Lines containing the word "confirmed" in the data below: say how many, with no other text.

[Dataset excerpts]

***

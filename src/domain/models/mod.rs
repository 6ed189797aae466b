// Domain models (widget conversation entities)
// Pure Rust, no framework dependencies

pub mod message;
pub mod session;

pub use message::{Message, MessageRole, RawMessage, filter_conversational, parse_timestamp};
pub use session::{Rotation, RotationReason, Session, SessionStatus};
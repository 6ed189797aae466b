//! Terminal client for the assistant widget backend
//!
//! Drives the same conversation controller as the browser widget, with a
//! JSON file in the user data directory standing in for `localStorage`.
//!
//! Run with: WIDGET_API_URL=http://localhost:3401 WIDGET_KEY=... cargo run

#[cfg(not(target_arch = "wasm32"))]
use std::path::PathBuf;
#[cfg(not(target_arch = "wasm32"))]
use std::sync::Arc;

#[cfg(not(target_arch = "wasm32"))]
use clap::Parser;
#[cfg(not(target_arch = "wasm32"))]
use tokio::io::{AsyncBufReadExt, AsyncWriteExt, BufReader};

#[cfg(not(target_arch = "wasm32"))]
use assistant_widget::{
    ControllerError, ConversationController, EndOutcome, KeyValueStore, Message, MessageRole,
    RevalidationOutcome, SendOutcome, WidgetConfig, WidgetPreferences,
    infrastructure::api::HttpConversationClient,
    infrastructure::storage::{FileBackend, MemoryBackend, share},
    shared::logging::init_tracing,
};

#[cfg(not(target_arch = "wasm32"))]
#[derive(Parser, Debug)]
#[command(name = "assistant-widget")]
#[command(about = "Chat with the assistant widget backend from a terminal", long_about = None)]
struct Cli {
    /// Backend origin (overrides WIDGET_API_URL)
    #[arg(long)]
    api_url: Option<String>,

    /// Public widget key (overrides WIDGET_KEY)
    #[arg(long)]
    widget_key: Option<String>,

    /// Store file, defaults to <data dir>/assistant-widget/store.json
    #[arg(long, env = "WIDGET_STORE_PATH")]
    store: Option<PathBuf>,

    /// Keep the session and transcript in memory only
    #[arg(long, conflicts_with = "store")]
    ephemeral: bool,

    /// Log level used when RUST_LOG is not set
    #[arg(long, default_value = "warn")]
    log_level: tracing::Level,
}

#[cfg(not(target_arch = "wasm32"))]
#[tokio::main]
async fn main() -> anyhow::Result<()> {
    let cli = Cli::parse();
    init_tracing(cli.log_level);

    let mut config = WidgetConfig::from_env()?;
    if let Some(url) = cli.api_url.clone() {
        config.api_base_url = url;
    }
    if let Some(key) = cli.widget_key.clone() {
        config = config.with_widget_key(key);
    }

    let store = open_store(&cli, &config);
    let client = HttpConversationClient::new(&config)?;
    let controller = Arc::new(ConversationController::new(client, store.clone()));
    let preferences = WidgetPreferences::new(store);
    preferences.set_open(true);

    let server_config = controller.fetch_server_config().await;
    if let Some(greeting) = &server_config.greeting {
        println!("{}", greeting);
    }

    let hydration = controller.start().await?;
    tracing::info!(
        session_id = %hydration.session_id,
        source = ?hydration.source,
        messages = hydration.messages.len(),
        "Widget hydrated"
    );
    print_transcript(&hydration.messages);
    if hydration.transcript_ended {
        println!("-- previous conversation ended; your next message starts a new one --");
    }

    if hydration.needs_revalidation() {
        let background = Arc::clone(&controller);
        tokio::spawn(async move {
            if let RevalidationOutcome::Rotated(rotation) = background.revalidate().await {
                tracing::info!(
                    retired = %rotation.retired.id,
                    current = %rotation.current.id,
                    "Cached conversation had ended on the server"
                );
            }
        });
    }

    println!("Commands: /retry /end /clear /history /quit");
    let mut lines = BufReader::new(tokio::io::stdin()).lines();
    prompt().await?;

    while let Some(line) = lines.next_line().await? {
        match line.trim() {
            "" => {}
            "/quit" | "/exit" => break,
            "/retry" => report_send(controller.retry().await),
            "/history" => print_transcript(&controller.snapshot().await.messages),
            "/end" => match controller.end_conversation().await {
                Ok(EndOutcome::Ended { confirmed, .. }) => {
                    if !confirmed {
                        tracing::warn!("Backend did not confirm the end of the conversation");
                    }
                    println!("-- conversation ended; your next message starts a new one --");
                }
                Ok(EndOutcome::Dropped) => {}
                Err(e) => println!("!! {}", e.user_message()),
            },
            "/clear" => match controller.clear_history().await {
                Ok(_) => println!("-- history cleared --"),
                Err(e) => println!("!! {}", e.user_message()),
            },
            text => report_send(controller.send(text).await),
        }
        prompt().await?;
    }

    controller.shutdown();
    preferences.set_open(false);
    Ok(())
}

/// File store unless `--ephemeral`; a store that cannot be opened degrades
/// to a non-persistent one.
#[cfg(not(target_arch = "wasm32"))]
fn open_store(cli: &Cli, config: &WidgetConfig) -> KeyValueStore {
    let prefix = config.storage_prefix.clone();
    if cli.ephemeral {
        return KeyValueStore::new(share(MemoryBackend::new()), prefix);
    }

    let Some(path) = cli.store.clone().or_else(FileBackend::default_path) else {
        tracing::warn!("No data directory available - conversation will not persist");
        return KeyValueStore::disabled(prefix);
    };

    match FileBackend::open(&path) {
        Ok(backend) => KeyValueStore::new(share(backend), prefix),
        Err(e) => {
            tracing::warn!(path = %path.display(), error = %e, "Failed to open store - conversation will not persist");
            KeyValueStore::disabled(prefix)
        }
    }
}

#[cfg(not(target_arch = "wasm32"))]
async fn prompt() -> std::io::Result<()> {
    let mut stdout = tokio::io::stdout();
    stdout.write_all(b"you> ").await?;
    stdout.flush().await
}

#[cfg(not(target_arch = "wasm32"))]
fn print_transcript(messages: &[Message]) {
    for message in messages {
        let speaker = match message.role {
            MessageRole::User => "you",
            MessageRole::Assistant => "assistant",
        };
        println!("{}> {}", speaker, message.content);
    }
}

#[cfg(not(target_arch = "wasm32"))]
fn report_send(result: Result<SendOutcome, ControllerError>) {
    match result {
        Ok(SendOutcome::Delivered {
            reply,
            conversation_ended,
            ..
        }) => {
            println!("assistant> {}", reply.content);
            if conversation_ended {
                println!("-- conversation ended; your next message starts a new one --");
            }
        }
        Ok(SendOutcome::Dropped) => {}
        Err(e) if e.is_retryable() => println!("!! {} (type /retry to resend)", e.user_message()),
        Err(e) => println!("!! {}", e.user_message()),
    }
}

// The browser build is a library; see `bindings`
#[cfg(target_arch = "wasm32")]
fn main() {}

***

■ Exercise output ■
2